Potato (Solanum tuberosum) plants were transformed with a cDNA encoding the 59-kD subunit of the potato tuber NAD-dependent malic enzyme (NADME) in the antisense orientation. Measurements of the maximum catalytic activity of NADME in tubers revealed a range of reductions in the activity of this enzyme down to 40% of wild-type activity. There were no detrimental effects on plant growth or tuber yield. Biochemical analyses of developing tubers indicated that a reduction in NADME activity had no detectable effects on flux through the tricarboxylic acid cycle. However, there was an effect on glycolytic metabolism with significant increases in the concentration of 3-phosphoglycerate and phosphoenolpyruvate.

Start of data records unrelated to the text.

/// Read a catalog document from a local JSON file.
pub struct FileRuleSource {
    pub path: std::path::PathBuf
}

impl FileRuleSource {
    pub fn new(path: impl AsRef<Path>) -> Self {
        Self {
            path: path.as_ref().to_path_buf()
        }
    }
}

impl RuleSource for FileRuleSource {
    fn load(&self) -> AppResult<serde_json::Value> {
        let content = fs::read_to_string(&self.path).map_err(|e| {
            catalog_error(format!(
                "failed to read catalog '{}': {e}",
                self.path.display()
            ))
        })?;
        serde_json::from_str(&content)
            .map_err(|e| catalog_error(format!("catalog is not valid JSON: {e}")))
    }
}

/// Hold an already-parsed document in memory, useful for tests and for
/// embedding a catalog at compile time.
pub struct InMemoryRuleSource {
    pub document: serde_json::Value
}

impl RuleSource for InMemoryRuleSource {
    fn load(&self) -> AppResult<serde_json::Value> {
        Ok(self.document.clone())
    }
}

/// Placeholder for fetching a catalog from a remote registry (e.g. a
/// versioned GitHub release). Downloading rule catalogs is out of scope for
/// this engine; this variant exists only to keep the `RuleSource` interface
/// complete for callers that want to plug in their own fetch logic.
pub struct RemoteRuleSource {
    pub url: String
}

impl RuleSource for RemoteRuleSource {
    fn load(&self) -> AppResult<serde_json::Value> {
        Err(catalog_error(format!(
            "remote catalog fetching is not supported by this engine (requested '{}')",
            self.url
        )))
    }
}

#[cfg(test)]
mod tests {
    use super::*;

    fn minimal_document() -> serde_json::Value {
        serde_json::json!({
            "ConformanceDatasets": {
                "BillingAccount": { "ConformanceRules": ["Rule-001-M"] }
            },
            "ConformanceRules": {
                "Rule-001-M": {
                    "Function": "Presence",
                    "Reference": "BilledCost",
                    "EntityType": "Column",
                    "ValidationCriteria": {
                        "MustSatisfy": "BilledCost must be present",
                        "Keyword": "MUST",
                        "Requirement": { "CheckFunction": "ColumnPresent", "ColumnName": "BilledCost" }
                    }
                }
            }
        })
    }

    #[test]
    fn loads_minimal_catalog() {
        let catalog = Catalog::from_json(minimal_document()).unwrap();
        assert_eq!(catalog.rules.len(), 1);
        assert!(catalog.rules.contains_key("Rule-001-M"));
        assert_eq!(catalog.rules["Rule-001-M"].rule_id, "Rule-001-M");
    }

    #[test]
    fn rejects_dataset_naming_unknown_rule() {
        let mut doc = minimal_document();
        doc["ConformanceDatasets"]["BillingAccount"]["ConformanceRules"]
            .as_array_mut()
            .unwrap()
            .push(serde_json::json!("Rule-999-M"));
        assert!(Catalog::from_json(doc).is_err());
    }

    #[test]
    fn rejects_dependency_on_unknown_rule() {
        let mut doc = minimal_document();
        doc["ConformanceRules"]["Rule-001-M"]["ValidationCriteria"]["Dependencies"] =
            serde_json::json!(["Rule-404-M"]);
        assert!(Catalog::from_json(doc).is_err());
    }
}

These results suggest that alterations in the levels of intermediates toward the end of the glycolytic pathway may allow respiratory flux to continue at wild-type rates despite the reduction in NADME. There was also a statistically significant negative correlation between NADME activity and tuber starch content, with tubers containing reduced NADME having an increased starch content. The effect on plastid metabolism may result from the observed glycolytic perturbations.

Figure 1

Activity of NADME in tuber extracts from wild-type and transgenic lines. Activity of NADME was measured in tuber extracts from wild-type Desirée (WT), a vector-only transformed line (PA7 control), and a range of independent transgenic lines containing a cDNA encoding the 59-kD subunit of NADME in the antisense orientation, under the control of either the CaMV 35S or the potato tuber patatin promoter. Values are mean ± se (n = 3).

Figure 2

The effect of reduced NADME activity on mitochondrial protein composition. Total mitochondrial protein from tubers of wild-type and line 35S-ME11 was isolated and separated by two-dimensional SDS PAGE, and stained with silver. The complete gels for wild type and 35S-ME11 are shown in A and B, respectively. The boxes indicate the regions containing NADME subunits that are enlarged in C and F. The gel shown in A was transferred onto nitrocellulose and the resulting western blot probed with antibodies specific to the 59- or 62-kD subunits of NADME. Enlarged regions of these blots are shown in D (62-kD subunit) and E (59-kD subunit). The ovals in C and F indicate the position of the NADME subunits.

Figure 3

Relationship between 3PGA content and NADME activity in developing tubers from greenhouse-grown plants. NADME activity and 3PGA content were measured in tubers from a single harvest. The means of these parameters are plotted against each other for wild type and each transgenic line. ▪, Wild type; □, PAT-ME1; ×, 35S-ME1; ○, PAT-ME8; ●, PAT-ME10; ▴, PAT-ME9; ▵, 35S-ME11; ⋄, 35S-ME7; ♦, 35S-ME10. The line was fitted by linear regression and the significance of the relationship was analyzed using a 5% two-tailed significance test on the correlation coefficient.

Figure 4

Relationship between starch content and NADME activity in developing tubers from greenhouse-grown plants. A, NADME activity and starch content were measured in tubers from a single harvest. The means of these parameters are plotted against each other for wild type and each transgenic line. ▪, Wild type; □, PAT-ME1; ×, 35S-ME1; ○, PAT-ME8; ●, PAT-ME10; ▴, PAT-ME9; ▵, 35S-ME11; ⋄, 35S-ME7; ♦, 35S-ME10. The line was fitted by linear regression and the significance of the relationship was analyzed using a 5% two-tailed significance test on the correlation coefficient. B, Tuber slices from freshly harvested developing tubers of wild type and line 35S-ME11 were stained with iodine solution to compare starch contents.